Publisher: Acorn Book Services (2016)

Length: 5 hours 25 minutes

Series: Book 3 Mac Faraday

Author’s Page

Note: Even though this is Book 3 in the series, it works just fine as a stand alone.

Mac Faraday, a retired cop and the unexpected inheritor of a famed mystery writer’s fortune, decides to delve into a cold case file when a long-lost painting comes into his possession. With the help of his girlfriend Archie, his dog Gnarly, and his half-brother cop David, they may be able to untangle this cold case. Meanwhile in Pennsylvania, lawyer Joshua Thornton has agreed to look into yet a different cold case, one that nearly everyone assumes was committed by a serial killer who has been behind bars for years. Detective Cameron believes him and offer her aid along with a bit of mutual affection.

I really enjoyed this addition to the Faraday/Thornton murder mystery series. It was great seeing how Joshua’s and Cameron’s relationship got started. Cameron’s cat Irving was also a lot of fun and Joshua’s initial response to this ‘detective’ cat was amusing. Honestly, I love how forward Cameron is about everything. She makes no excuses or apologies for her cat and she gets her job done even if it means pissing off management. It’s great that she was the first to show real interest in starting a relationship.

I’ve read several Lauren Carr mysteries by now and I was guessing that the two cold cases were probably related somehow but the link between the two was not immediately obvious and for a good chunk of the tale, I thought that perhaps this book would be the odd ball. No worries! It’s not and I enjoyed how the author tied the two together.

In this particular book, Mac reveals that he’d like a little more out of his relationship with Archie and he doesn’t understand why she doesn’t sleep over, or why he’s not invited to sleep over at her place. After all, they have a fully affectionate relationship otherwise. The answer at the end of the book was amusing and I’m glad these two worked it out.

The murder mysteries themselves were very interesting. Initially, I was more interested in Joshua’s since it involved a serial killer, who is in prison, making a heartfelt plea to the lawyer to look into this particular Jane Doe, swearing he had nothing to do with her. That definitely piqued my interest. Faraday’s mystery took me a little longer to get interested in simply because it looked like so much was known about it all those years ago. However, it turns out that it’s not that simple. There’s plenty there for Mac and Archie to piece together.

I received a free copy of this book via iRead Book Tours.

The Narration: Mike Alger was a good fit for this tale. I liked his voice for Cameron quite a bit as he managed to sound like a mature yet playful woman who knows her mind. I also liked his voice for Mac, sounding decisive. He was great with the humor as well. I did feel his accent for Greta could have used some polishing.

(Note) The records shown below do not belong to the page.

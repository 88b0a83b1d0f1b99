//! Application configuration.
//!
//! Handles loading configuration from environment variables and .env files.

use dotenv::dotenv;
use std::env;
use std::path::PathBuf;

use crate::constants::output::{DEFAULT_LOG_LEVEL, DEFAULT_OUTPUT_DIR};
use crate::error::{Error, Result};

/// Configuration for the application.
#[derive(Debug, Clone)]
pub struct Config {
    /// The application name
    app_name: String,
    /// The application version
    app_version: String,
    /// Directory converted service orders are written to
    pub output_dir: PathBuf,
    /// Default tracing filter when `RUST_LOG` is unset
    pub log_level: String,
}

impl Config {
    /// Get the application name.
    #[must_use]
    pub fn app_name(&self) -> &str {
        &self.app_name
    }

    /// Get the application version.
    #[must_use]
    pub fn app_version(&self) -> &str {
        &self.app_version
    }
}

impl Default for Config {
    fn default() -> Self {
        Self {
            app_name: env!("CARGO_PKG_NAME").to_string(),
            app_version: env!("CARGO_PKG_VERSION").to_string(),
            output_dir: PathBuf::from(DEFAULT_OUTPUT_DIR),
            log_level: DEFAULT_LOG_LEVEL.to_string(),
        }
    }
}

impl Config {
    /// Load configuration from environment variables
    pub fn load() -> Result<Self> {
        // Try to load .env file if present
        dotenv().ok();

        let mut config = Self::default();

        if let Ok(dir) = env::var("ORDERFLOW_OUTPUT_DIR") {
            config.output_dir = expand_path(&dir)?;
        }

        if let Ok(level) = env::var("ORDERFLOW_LOG") {
            if !level.trim().is_empty() {
                config.log_level = level.trim().to_string();
            }
        }

        config.validate()?;
        Ok(config)
    }

    /// Override the output directory (CLI flag takes precedence over env).
    pub fn with_output_dir(mut self, dir: Option<&str>) -> Result<Self> {
        if let Some(dir) = dir {
            self.output_dir = expand_path(dir)?;
            self.validate()?;
        }
        Ok(self)
    }

    fn validate(&self) -> Result<()> {
        if self.output_dir.is_file() {
            return Err(Error::config(
                format!("Output path {} is a file", self.output_dir.display()),
                "Set ORDERFLOW_OUTPUT_DIR or --output-dir to a directory",
            ));
        }
        Ok(())
    }
}

/// Expand `~` and environment variables in a configured path.
fn expand_path(raw: &str) -> Result<PathBuf> {
    let expanded = shellexpand::full(raw).map_err(|e| {
        Error::config(
            format!("Cannot expand path {raw:?}: {e}"),
            "Check that every $VARIABLE in the path is set",
        )
    })?;
    Ok(PathBuf::from(expanded.as_ref()))
}
//! CLI argument parsing.

use std::path::PathBuf;

use clap::{Parser, Subcommand};

/// Order of service converter
///
/// Turns a service bulletin (plain text or .docx) into the YAML slide order
/// used by the presentation builder.
#[derive(Parser, Debug)]
#[command(name = "orderflow")]
#[command(author, version, about, long_about = None)]
pub struct Cli {
    /// Set log level (trace, debug, info, warn, error)
    #[arg(short, long, global = true)]
    pub log_level: Option<String>,

    /// Command to run
    #[command(subcommand)]
    pub command: Commands,
}

/// Top-level commands
#[derive(Subcommand, Debug)]
pub enum Commands {
    /// Convert bulletins to slide-order YAML files
    Convert {
        /// Files or directories (.txt and .docx are picked up from directories)
        #[arg(required = true)]
        inputs: Vec<PathBuf>,

        /// Output directory (default from ORDERFLOW_OUTPUT_DIR or ./service_orders)
        #[arg(short, long)]
        output_dir: Option<String>,

        /// Print the YAML instead of writing files
        #[arg(long)]
        stdout: bool,
    },

    /// Show how a bulletin is segmented and classified
    Inspect {
        /// Bulletin to parse
        input: PathBuf,

        /// Print the parsed document as JSON
        #[arg(long)]
        json: bool,
    },

    /// Load a slide-order YAML file and summarize it
    Check {
        /// Interchange document to read
        file: PathBuf,
    },
}
//! `orderflow` - order-of-service text to slide-order converter.
//!
//! This crate reads the plain text of a weekly service bulletin, finds the
//! "Order of Service" section, splits it into titled items, classifies each
//! item (song, prayer, scripture, ...) and writes the YAML interchange
//! document the slide renderer consumes.

pub mod cli;
pub mod commands;
pub mod config;
pub mod constants;
pub mod error;
pub mod order;
pub mod source;
pub mod types;

pub use error::{Error, Result};
pub use order::{parse_document, parse_document_on, ParseOutcome, ParseWarning};
pub use types::{ClassifiedItem, ItemMetadata, ServiceDocument, ServiceItem, SlideType};
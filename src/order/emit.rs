//! Interchange document writer.
//!
//! The slide renderer reads a small YAML document with a fixed layout, so the
//! document is written line by line rather than through a generic serializer:
//! key order is fixed, short content is a quoted scalar and long or multi-line
//! content is a `|` block literal.

use std::fmt::Write;

use crate::constants::emit::{BLOCK_INDENT, ITEM_INDENT, MAX_INLINE_CONTENT_LEN};
use crate::types::{ClassifiedItem, ServiceDocument};

/// Characters that cannot start a plain YAML scalar.
const INDICATORS: &[char] = &[
    '-', '?', ':', ',', '[', ']', '{', '}', '#', '&', '*', '!', '|', '>', '\'', '"', '%', '@', '`',
];

/// Plain words YAML would read as something other than a string.
const RESERVED: &[&str] = &["true", "false", "yes", "no", "on", "off", "y", "n", "null", "~"];

/// Render the whole document.
pub fn to_interchange(doc: &ServiceDocument) -> String {
    let mut out = String::new();

    let _ = writeln!(out, "date: {}", scalar(&doc.date));
    let _ = writeln!(out, "theme: {}", scalar(&doc.theme));
    if let Some(speaker) = doc.speaker.as_deref().filter(|s| !s.is_empty()) {
        let _ = writeln!(out, "speaker: {}", scalar(speaker));
    }
    out.push('\n');
    out.push_str("order:\n");

    for item in &doc.items {
        write_item(&mut out, item);
    }

    out
}

fn write_item(out: &mut String, item: &ClassifiedItem) {
    let _ = writeln!(out, "  - type: {}", item.slide_type);
    let _ = writeln!(out, "{ITEM_INDENT}title: {}", scalar(&item.title));

    if let Some(presenter) = &item.metadata.presenter {
        let _ = writeln!(out, "{ITEM_INDENT}presenter: {}", scalar(presenter));
    } else if let Some(speaker) = &item.metadata.speaker {
        let _ = writeln!(out, "{ITEM_INDENT}speaker: {}", scalar(speaker));
    }

    if let Some(reference) = &item.reference {
        let _ = writeln!(out, "{ITEM_INDENT}reference: {}", scalar(reference));
    }

    if item.content.is_empty() {
        return;
    }

    if is_block(&item.content) {
        let _ = writeln!(out, "{ITEM_INDENT}content: |");
        for line in item.content.lines() {
            if line.trim().is_empty() {
                out.push('\n');
            } else {
                let _ = writeln!(out, "{BLOCK_INDENT}{line}");
            }
        }
    } else {
        let _ = writeln!(out, "{ITEM_INDENT}content: {}", quoted(&item.content));
    }
}

/// Multi-line or long content goes in a block literal, unless it holds a
/// character a block literal cannot carry.
pub fn is_block(content: &str) -> bool {
    (content.contains('\n') || content.chars().count() > MAX_INLINE_CONTENT_LEN)
        && content.chars().all(|c| c == '\n' || c == '\t' || is_plain_char(c))
}

/// Characters YAML reads back unchanged outside a quoted scalar.
///
/// Excludes control characters, the byte order mark and the Unicode line
/// breaks (U+0085, U+2028, U+2029), which a YAML reader treats as newlines.
const fn is_plain_char(c: char) -> bool {
    matches!(c,
        '\u{20}'..='\u{7e}'
        | '\u{a0}'..='\u{2027}'
        | '\u{202a}'..='\u{d7ff}'
        | '\u{e000}'..='\u{fefe}'
        | '\u{ff00}'..='\u{fffd}'
        | '\u{10000}'..='\u{10ffff}')
}

/// Write `value` plain when YAML reads it back unchanged, quoted otherwise.
pub fn scalar(value: &str) -> String {
    if needs_quotes(value) {
        quoted(value)
    } else {
        value.to_string()
    }
}

fn needs_quotes(value: &str) -> bool {
    let Some(first) = value.chars().next() else {
        return true;
    };

    first.is_whitespace()
        || value.ends_with(char::is_whitespace)
        || INDICATORS.contains(&first)
        || value.contains(": ")
        || value.contains(" #")
        || value.ends_with(':')
        || !value.chars().all(is_plain_char)
        || RESERVED.contains(&value.to_lowercase().as_str())
        || value.parse::<f64>().is_ok()
}

/// Double-quoted YAML scalar.
pub fn quoted(value: &str) -> String {
    let mut out = String::with_capacity(value.len() + 2);
    out.push('"');
    for c in value.chars() {
        match c {
            '"' => out.push_str("\\\""),
            '\\' => out.push_str("\\\\"),
            '\n' => out.push_str("\\n"),
            '\t' => out.push_str("\\t"),
            '\r' => out.push_str("\\r"),
            '\u{85}' => out.push_str("\\N"),
            '\u{2028}' => out.push_str("\\L"),
            '\u{2029}' => out.push_str("\\P"),
            c if !is_plain_char(c) => {
                let _ = write!(out, "\\u{:04x}", u32::from(c));
            }
            c => out.push(c),
        }
    }
    out.push('"');
    out
}
//! `orderflow` - order-of-service to slide-order converter.

use clap::Parser;

use orderflow::cli::Cli;
use orderflow::commands;

fn main() -> anyhow::Result<()> {
    commands::run(Cli::parse())
}
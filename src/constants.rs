//! Application constants.
//!
//! Centralizes magic numbers and configuration values for better maintainability.

/// Header detection thresholds used by the line classifier.
pub mod header {
    /// Lines ending in `:` shorter than this are headers.
    pub const MAX_COLON_HEADER_LEN: usize = 50;

    /// Untagged title lines must be shorter than this.
    pub const MAX_BARE_TITLE_LEN: usize = 40;

    /// A following line longer than this reads as body text.
    pub const LONG_BODY_LINE_LEN: usize = 60;

    /// Number of raw lines handed to the classifier as lookahead.
    pub const LOOKAHEAD: usize = 3;

    /// Minimum run of `~`, `=` or `-` that forms a separator line.
    pub const MIN_SEPARATOR_LEN: usize = 3;
}

/// Document-level defaults.
pub mod document {
    /// Literal marker introducing the order-of-service section.
    pub const SECTION_MARKER: &str = "Order of Service";

    /// Theme used when the document has no `Theme:` field.
    pub const DEFAULT_THEME: &str = "Sunday Service";

    /// Date format of the `Service Date:` field.
    pub const SOURCE_DATE_FORMAT: &str = "%B %d, %Y";

    /// Date format written to the interchange document.
    pub const ISO_DATE_FORMAT: &str = "%Y-%m-%d";
}

/// Interchange emitter layout.
pub mod emit {
    /// Content longer than this is written as a block literal.
    pub const MAX_INLINE_CONTENT_LEN: usize = 60;

    /// Indentation of keys inside an `order` entry.
    pub const ITEM_INDENT: &str = "    ";

    /// Indentation of block-literal content lines.
    pub const BLOCK_INDENT: &str = "      ";
}

/// Output defaults.
pub mod output {
    /// Default directory for converted service orders.
    pub const DEFAULT_OUTPUT_DIR: &str = "service_orders";

    /// Default log filter.
    pub const DEFAULT_LOG_LEVEL: &str = "info";

    /// Extension of written interchange documents.
    pub const ORDER_EXTENSION: &str = "yaml";

    /// Source file extensions picked up when walking a directory.
    pub const SOURCE_EXTENSIONS: &[&str] = &["txt", "docx"];
}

What I Liked: Cold case murders; how Joshua & Cameron got together; Irving’s need for company all the time; Gnarly’s love of beach towels; famous artwork; a serial killer’s plea.

What I Disliked: Nothing – I really liked this one!

Check out the TOUR PAGE for more reviews and stuff.

GIVEAWAY!!!

One winner will receive a $100 Amazon gift card (Open internationally). Ends July 9th, 2017.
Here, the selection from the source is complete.